Below is an example of a PreGet trigger program that implements access validation logic. This program checks whether the current user is authorized to access the requested instance by comparing project names:

  • It retrieves the current user's profile and fetches the AllowedProjects reference attribute (representing project names the user can access).
  • It fetches the Project reference attribute from the instance being accessed (representing the project name associated with the instance).
  • It compares the allowed project names assigned to the user with the project name on the instance.
  • If there is no match, access is denied and a user-friendly error message is returned.
  • If a match is found, access is allowed.
public class PreGetTriggerProgram : IPreGetTriggerProgramAsync
{
    public IInstanceService InstanceService { get; set; }
    public IUserService UserService { get; set; }
    // ... other services ...

    public async Task<ProgramResult> RunAsync(Instance instance)
    {
        try
        {
            var user = UserService.GetUserLite();
            if (user == null)
                return new ProgramResult { IsSuccess = false, Errors = new[] { "We couldn't find your user profile. Please contact your administrator for access." } };

            var userProfileAttributes = InstanceService.GetInstance(user.TypeInstanceId, new[] { "AllowedProjects" }).Attributes;
            var allowedProjects = userProfileAttributes.FirstOrDefault(a => a.Name == "AllowedProjects");
            if (allowedProjects?.ReferenceValues == null)
                return new ProgramResult { IsSuccess = false, Errors = new[] { "You do not have any projects assigned to your profile. Please check with your administrator." } };

            var projectOnInstance = instance.Attributes.FirstOrDefault(a => a.Name == "Project");
            if (projectOnInstance?.ReferenceValues == null)
                return new ProgramResult { IsSuccess = false, Errors = new[] { "This instance is not linked to any project. Please contact support if you believe this is an error." } };

            var projectNamesOnInstance = projectOnInstance.ReferenceValues.Select(r => r.Name).ToList();
            if (!allowedProjects.ReferenceValues.Any(r => projectNamesOnInstance.Contains(r.Name)))
                return new ProgramResult { IsSuccess = false, Errors = new[] { "You do not have permission to access this project. If you need access, please request it from your administrator." } };

            return new ProgramResult { IsSuccess = true };
        }
        catch (Exception ex)
        {
            return new ProgramResult { IsSuccess = false, Errors = new[] { "An unexpected error occurred while checking your access. Please try again later or contact support if the problem persists." } };
        }
    }
}

Best Practices

  • Use async methods for all service/API calls.
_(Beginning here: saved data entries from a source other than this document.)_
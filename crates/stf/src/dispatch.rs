//! Transaction decoding and routing.

use dpos_chain_types::{Message, Transaction, TxCategory, TxSigner};

use crate::{StfError, StfResult};

/// Handler a transaction category is routed to.
#[derive(Copy, Clone, Debug, Eq, PartialEq, Hash)]
pub enum HandlerKind {
    General,
    DeployEnable,
    DeployDisable,
    Election,
    Token,
}

impl HandlerKind {
    pub fn for_category(category: TxCategory) -> Self {
        match category {
            TxCategory::Transfer => Self::General,
            TxCategory::EnableVoteDeploy | TxCategory::EnableTokenAssignDeploy => {
                Self::DeployEnable
            }
            TxCategory::DisableVoteDeploy | TxCategory::DisableTokenAssignDeploy => {
                Self::DeployDisable
            }
            TxCategory::RegisterCandidate | TxCategory::CastVote | TxCategory::RotateVote => {
                Self::Election
            }
            TxCategory::AssignToken | TxCategory::ProducerReward => Self::Token,
        }
    }
}

/// A decoded transaction and the handler it goes to.
#[derive(Clone, Debug)]
pub struct Dispatched {
    pub message: Message,
    pub handler: HandlerKind,
}

/// Recovers the sender of `tx` and routes it on its category tag.
///
/// Pure: touches no state.  Unknown tags are rejected before the signature is
/// looked at.
pub fn dispatch_transaction(tx: &Transaction, signer: &TxSigner) -> StfResult<Dispatched> {
    let tag = tx.category_tag();
    let category =
        TxCategory::try_from(tag).map_err(|_| StfError::InvalidTransactionType(tag))?;

    let from = signer.sender(tx)?;
    Ok(Dispatched {
        message: Message::from_recovered(tx, from, category),
        handler: HandlerKind::for_category(category),
    })
}

#[cfg(test)]
mod tests {
    use alloy_primitives::{Bytes, U256, address};
    use dpos_chain_types::test_utils::TestKey;

    use super::*;

    const SIGNER: TxSigner = TxSigner::Eip155 { chain_id: 7 };

    fn signed(tag: u8, key: &TestKey) -> Transaction {
        let tx = Transaction::new(
            tag,
            0,
            U256::from(1),
            21_000,
            Some(address!("00000000000000000000000000000000000000cc")),
            U256::ZERO,
            Bytes::new(),
        );
        key.sign(tx, &SIGNER)
    }

    #[test]
    fn test_routing_table() {
        let cases = [
            (TxCategory::Transfer, HandlerKind::General),
            (TxCategory::EnableVoteDeploy, HandlerKind::DeployEnable),
            (TxCategory::EnableTokenAssignDeploy, HandlerKind::DeployEnable),
            (TxCategory::DisableVoteDeploy, HandlerKind::DeployDisable),
            (TxCategory::DisableTokenAssignDeploy, HandlerKind::DeployDisable),
            (TxCategory::RegisterCandidate, HandlerKind::Election),
            (TxCategory::CastVote, HandlerKind::Election),
            (TxCategory::RotateVote, HandlerKind::Election),
            (TxCategory::AssignToken, HandlerKind::Token),
            (TxCategory::ProducerReward, HandlerKind::Token),
        ];

        for (category, handler) in cases {
            assert_eq!(HandlerKind::for_category(category), handler, "{category:?}");
        }
    }

    #[test]
    fn test_dispatch_recovers_sender() {
        let key = TestKey::from_seed(11);
        let tx = signed(TxCategory::CastVote.tag(), &key);

        let dispatched = dispatch_transaction(&tx, &SIGNER).unwrap();
        assert_eq!(dispatched.handler, HandlerKind::Election);
        assert_eq!(dispatched.message.from(), key.address());
        assert_eq!(dispatched.message.category(), TxCategory::CastVote);
        assert_eq!(dispatched.message.nonce(), tx.nonce());
    }

    #[test]
    fn test_dispatch_rejects_unknown_tag() {
        let key = TestKey::from_seed(12);
        let tx = signed(0x42, &key);
        assert!(matches!(
            dispatch_transaction(&tx, &SIGNER),
            Err(StfError::InvalidTransactionType(0x42))
        ));
    }

    #[test]
    fn test_dispatch_rejects_bad_signature() {
        let key = TestKey::from_seed(13);
        let tx = signed(TxCategory::Transfer.tag(), &key);
        let other_chain = TxSigner::Eip155 { chain_id: 8 };
        assert!(matches!(
            dispatch_transaction(&tx, &other_chain),
            Err(StfError::Decode(_))
        ));
    }
}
  • Return clear, user-friendly error messages in ProgramResult.Errors.

    • Note: Error messages returned from PreGet triggers are displayed directly in the API response to the end user. Write messages that are easy to understand and actionable for users.

  • Avoid heavy logic in the sync interface.
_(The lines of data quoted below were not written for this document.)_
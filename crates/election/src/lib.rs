//! On-chain election state as seen by the block processor.
//!
//! The processor only needs two things from the election layer: who the
//! current token authority is, and a place to report election-related
//! transactions.  How candidates, votes and deploy permissions are actually
//! tallied is up to the implementor of [`ElectionContext`].

mod context;
mod errors;
mod mem;

pub use context::{DeployKind, ElectionContext};
pub use errors::{ElectionError, ElectionResult};
pub use mem::MemElectionContext;
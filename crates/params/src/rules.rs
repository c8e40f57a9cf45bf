/// The set of state-transition rules active for one block.
///
/// Produced by [`ChainConfig::rules`](crate::ChainConfig::rules).
#[derive(Copy, Clone, Debug, Eq, PartialEq, Hash)]
pub struct ForkRules {
    pub chain_id: u64,
    pub block_number: u64,
    pub is_homestead: bool,
    pub is_eip155: bool,
    pub is_eip158: bool,
    pub is_byzantium: bool,
}

impl ForkRules {
    /// Whether receipts carry an intermediate state root.
    pub fn has_receipt_root(&self) -> bool {
        !self.is_byzantium
    }

    /// Whether empty accounts touched by a transaction are deleted.
    pub fn prunes_empty_accounts(&self) -> bool {
        self.is_eip158
    }
}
  • Do not perform update or any heavy operation in this trigger. Performing updates or resource-intensive logic may significantly slow down instance retrieval for the end user.

Typical Use Cases

  • Enforcing access control based on user profile or roles before allowing instance retrieval.
  • Validating that the user is authorized to access specific reference attributes on the instance.
  • Restricting access to sensitive data based on business rules or compliance requirements.
  • Blocking retrieval if required attributes or relationships are missing or invalid.
  • Validating or modifying instance and attribute values (including all attribute types: basic, custom attributes: text, picklist, numeric, boolean, expression, user, reference, etc.) based on business logic before access.

Anti-patterns

  • Do not perform post-retrieval actions here.
  • Do not use for logging or notifications after access.